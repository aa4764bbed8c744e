//! Suggestion Reconciler: merges a free-form suggestion into a structured résumé.
//!
//! Suggestions come from a text generator and rarely quote the résumé
//! verbatim, so experience edits go through normalize → exact/substring →
//! token-overlap matching (see `experience`). A miss is never an error: the
//! document is left as it was and the miss is logged.

pub mod experience;
pub mod text;

use tracing::{debug, warn};

use crate::models::resume::{ResumeDocument, Skill};
use crate::models::suggestion::{Suggestion, SuggestionAction, SuggestionKind};
use crate::reconcile::experience::{Edit, ExperienceEdit};

/// Applies `suggestion` to `curated` in place.
/// Returns true if a target was found and the document changed.
pub fn apply(curated: &mut ResumeDocument, suggestion: &Suggestion) -> bool {
    let applied = match (suggestion.kind, suggestion.action) {
        (SuggestionKind::Skill, SuggestionAction::Add) => add_skill(curated, &suggestion.new_text),
        (SuggestionKind::Skill, SuggestionAction::Remove) => {
            remove_skill(curated, &suggestion.original_text)
        }
        (SuggestionKind::Summary, action) if action.is_edit() => {
            debug!("Replacing curated summary");
            curated.summary = Some(suggestion.new_text.clone());
            true
        }
        (SuggestionKind::Experience, action)
            if action.is_edit() || action == SuggestionAction::Remove =>
        {
            let edit = if action == SuggestionAction::Remove {
                Edit::Remove
            } else {
                Edit::Replace
            };
            ExperienceEdit {
                original: &suggestion.original_text,
                updated: &suggestion.new_text,
                edit,
            }
            .apply(&mut curated.experience)
        }
        (kind, action) => {
            warn!("Unsupported suggestion {kind:?}/{action:?}; skipping");
            return false;
        }
    };

    if !applied {
        let text = if suggestion.original_text.is_empty() {
            &suggestion.new_text
        } else {
            &suggestion.original_text
        };
        warn!(
            "No change for {:?}/{:?} suggestion: {text:?}",
            suggestion.kind, suggestion.action
        );
    }
    applied
}

fn add_skill(doc: &mut ResumeDocument, name: &str) -> bool {
    if name.is_empty() || doc.has_skill(name) {
        return false;
    }
    debug!("Adding skill {name:?}");
    doc.skills.push(Skill::named(name));
    true
}

fn remove_skill(doc: &mut ResumeDocument, name: &str) -> bool {
    let target = name.to_lowercase();
    let before = doc.skills.len();
    doc.skills.retain(|s| s.name.to_lowercase() != target);
    let removed = before - doc.skills.len();
    if removed > 0 {
        debug!("Removed {removed} skill(s) matching {name:?}");
    }
    removed > 0
}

**TRY IT**
Could you transcribe all of the data exactly as it is given?

**ANSWER**
repository aa4764bbed8c744e
//! Suggestion Reconciler: merges a free-form suggestion into a structured résumé.
//!
//! Suggestions come from a text generator and rarely quote the résumé
//! verbatim, so experience edits go through normalize → exact/substring →
//! token-overlap matching (see `experience`). A miss is never an error: the
//! document is left as it was and the miss is logged.

pub mod experience;
pub mod text;

use tracing::{debug, warn};

use crate::models::resume::{ResumeDocument, Skill};
use crate::models::suggestion::{Suggestion, SuggestionAction, SuggestionKind};
use crate::reconcile::experience::{Edit, ExperienceEdit};

/// Applies `suggestion` to `curated` in place.
/// Returns true if a target was found and the document changed.
pub fn apply(curated: &mut ResumeDocument, suggestion: &Suggestion) -> bool {
    let applied = match (suggestion.kind, suggestion.action) {
        (SuggestionKind::Skill, SuggestionAction::Add) => add_skill(curated, &suggestion.new_text),
        (SuggestionKind::Skill, SuggestionAction::Remove) => {
            remove_skill(curated, &suggestion.original_text)
        }
        (SuggestionKind::Summary, action) if action.is_edit() => {
            debug!("Replacing curated summary");
            curated.summary = Some(suggestion.new_text.clone());
            true
        }
        (SuggestionKind::Experience, action)
            if action.is_edit() || action == SuggestionAction::Remove =>
        {
            let edit = if action == SuggestionAction::Remove {
                Edit::Remove
            } else {
                Edit::Replace
            };
            ExperienceEdit {
                original: &suggestion.original_text,
                updated: &suggestion.new_text,
                edit,
            }
            .apply(&mut curated.experience)
        }
        (kind, action) => {
            warn!("Unsupported suggestion {kind:?}/{action:?}; skipping");
            return false;
        }
    };

    if !applied {
        let text = if suggestion.original_text.is_empty() {
            &suggestion.new_text
        } else {
            &suggestion.original_text
        };
        warn!(
            "No change for {:?}/{:?} suggestion: {text:?}",
            suggestion.kind, suggestion.action
        );
    }
    applied
}

fn add_skill(doc: &mut ResumeDocument, name: &str) -> bool {
    if name.is_empty() || doc.has_skill(name) {
        return false;
    }
    debug!("Adding skill {name:?}");
    doc.skills.push(Skill::named(name));
    true
}

fn remove_skill(doc: &mut ResumeDocument, name: &str) -> bool {
    let target = name.to_lowercase();
    let before = doc.skills.len();
    doc.skills.retain(|s| s.name.to_lowercase() != target);
    let removed = before - doc.skills.len();
    if removed > 0 {
        debug!("Removed {removed} skill(s) matching {name:?}");
    }
    removed > 0
}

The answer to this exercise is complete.